I wanted to jump in on this convo and say how disheartening reading all of this is. I'm also an HM hoping to be PA @HMtoPA. I appreciate you making a point to discern between md & pa.

I have to say, these threads end up on reddit, specifically r/residency (as @ANESMCR pointed out), and on #midlevelrant, and it really has made me think twice, even thrice, about choosing to pursue the PA route. It just seems like there is no solidarity in the PA community, and it makes it easy for NPs and MDs to gang up and even dismiss PAs as a whole. I'm not sure what I'm looking to gain out of saying this, but it stinks to feel this way when I really should be so excited to jump in and get to work.

Go out to meet real people. You can get some good information on the forum but also a lot of distorted, anecdotal information.
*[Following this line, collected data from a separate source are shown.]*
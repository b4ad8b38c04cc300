//! ELF program header (segment) parsing.
//!
//! ELF32 and ELF64 program headers hold the same fields, but ELF64 moves
//! `p_flags` up next to `p_type` to keep the 8-byte fields aligned.

use std::io::{Read, Seek};

use crate::endian::FieldReader;
use crate::error::{ElfError, Result};
use crate::header::FileHeader;
use crate::ident::{Class, Layout};
use crate::io::Source;

/// Program header type: unused entry.
pub const PT_NULL: u32 = 0;
/// Program header type: loadable segment.
pub const PT_LOAD: u32 = 1;
/// Program header type: dynamic linking information.
pub const PT_DYNAMIC: u32 = 2;
/// Program header type: interpreter path.
pub const PT_INTERP: u32 = 3;
/// Program header type: auxiliary information.
pub const PT_NOTE: u32 = 4;
/// Program header type: the program header table itself.
pub const PT_PHDR: u32 = 6;
/// Program header type: thread-local storage template.
pub const PT_TLS: u32 = 7;

/// Segment flag: executable.
pub const PF_X: u32 = 0x1;
/// Segment flag: writable.
pub const PF_W: u32 = 0x2;
/// Segment flag: readable.
pub const PF_R: u32 = 0x4;

/// Parsed program header entry, widened to 64-bit fields for both classes.
#[derive(Debug, Clone, Copy, PartialEq, Eq, Default)]
pub struct ProgramHeader {
    /// Segment type.
    pub p_type: u32,
    /// Segment flags (read/write/execute).
    pub p_flags: u32,
    /// Offset of the segment data in the file.
    pub p_offset: u64,
    /// Virtual address of the segment.
    pub p_vaddr: u64,
    /// Physical address of the segment, where relevant.
    pub p_paddr: u64,
    /// Size of the segment data in the file.
    pub p_filesz: u64,
    /// Size of the segment in memory.
    pub p_memsz: u64,
    /// Required alignment of the segment.
    pub p_align: u64,
}

impl ProgramHeader {
    /// Decode one program header from the start of `data`.
    ///
    /// # Errors
    ///
    /// Returns [`ElfError::Truncated`] if `data` is shorter than the class's
    /// program header size. Nothing is read in that case.
    pub fn decode(data: &[u8], layout: Layout) -> Result<Self> {
        let size = layout.class.phentsize();
        if data.len() < usize::from(size) {
            return Err(ElfError::Truncated {
                offset: 0,
                len: u64::from(size),
                file_len: data.len() as u64,
            });
        }

        let mut r = FieldReader::new(data, layout.order);
        let phdr = match layout.class {
            Class::Elf32 => Self {
                p_type: r.u32(),
                p_offset: u64::from(r.u32()),
                p_vaddr: u64::from(r.u32()),
                p_paddr: u64::from(r.u32()),
                p_filesz: u64::from(r.u32()),
                p_memsz: u64::from(r.u32()),
                p_flags: r.u32(),
                p_align: u64::from(r.u32()),
            },
            Class::Elf64 => Self {
                p_type: r.u32(),
                p_flags: r.u32(),
                p_offset: r.u64(),
                p_vaddr: r.u64(),
                p_paddr: r.u64(),
                p_filesz: r.u64(),
                p_memsz: r.u64(),
                p_align: r.u64(),
            },
        };
        Ok(phdr)
    }

    /// Returns `true` for `PT_LOAD` segments.
    #[must_use]
    pub fn is_load(&self) -> bool {
        self.p_type == PT_LOAD
    }
}

/// Decode every program header, in table order.
pub(crate) fn read_program_headers<R: Read + Seek>(
    src: &mut Source<R>,
    layout: Layout,
    hdr: &FileHeader,
) -> Result<Vec<ProgramHeader>> {
    // An empty table has no extent, so e_phoff is not checked.
    if hdr.e_phnum == 0 {
        return Ok(Vec::new());
    }
    let entsize = usize::from(hdr.e_phentsize);
    let table_size = u64::from(hdr.e_phnum) * u64::from(hdr.e_phentsize);
    let table = src.read_vec_at(hdr.e_phoff, table_size)?;

    let mut segments = Vec::with_capacity(usize::from(hdr.e_phnum));
    for (index, entry) in table.chunks_exact(entsize.max(1)).enumerate() {
        let phdr = ProgramHeader::decode(entry, layout)?;
        if src.verbose() {
            log::debug!("program header [{index}]: {phdr:?}");
        }
        segments.push(phdr);
    }
    Ok(segments)
}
I mean do you make important life decisions just by reading the social medial? what you see on TV? I hope not. 

 

On 7/26/2020 at 4:27 PM, ScullyAMA said:

 But I think it is worth noting how the rhetoric effects current PAs and PA hopefuls. Who wants to go into a volatile field? Who wants to go into an environment where they know they'll be hated? What I really look for in mentors is consistency, dedication, and reassurance. You know, leadership. And the fact that there is so much infighting is concerning. IDK.

I know there are doctors be hated, nurses as well. It all depends. No one is going to hate you just because you are a PA. I been a PA for 10 years and I enjoy it. Is it always sunshine and rainbow? of course not. You will not find a job like that. Again, my advice is to go out and meet real people. People get nasty behind the keyboards for some reason lol.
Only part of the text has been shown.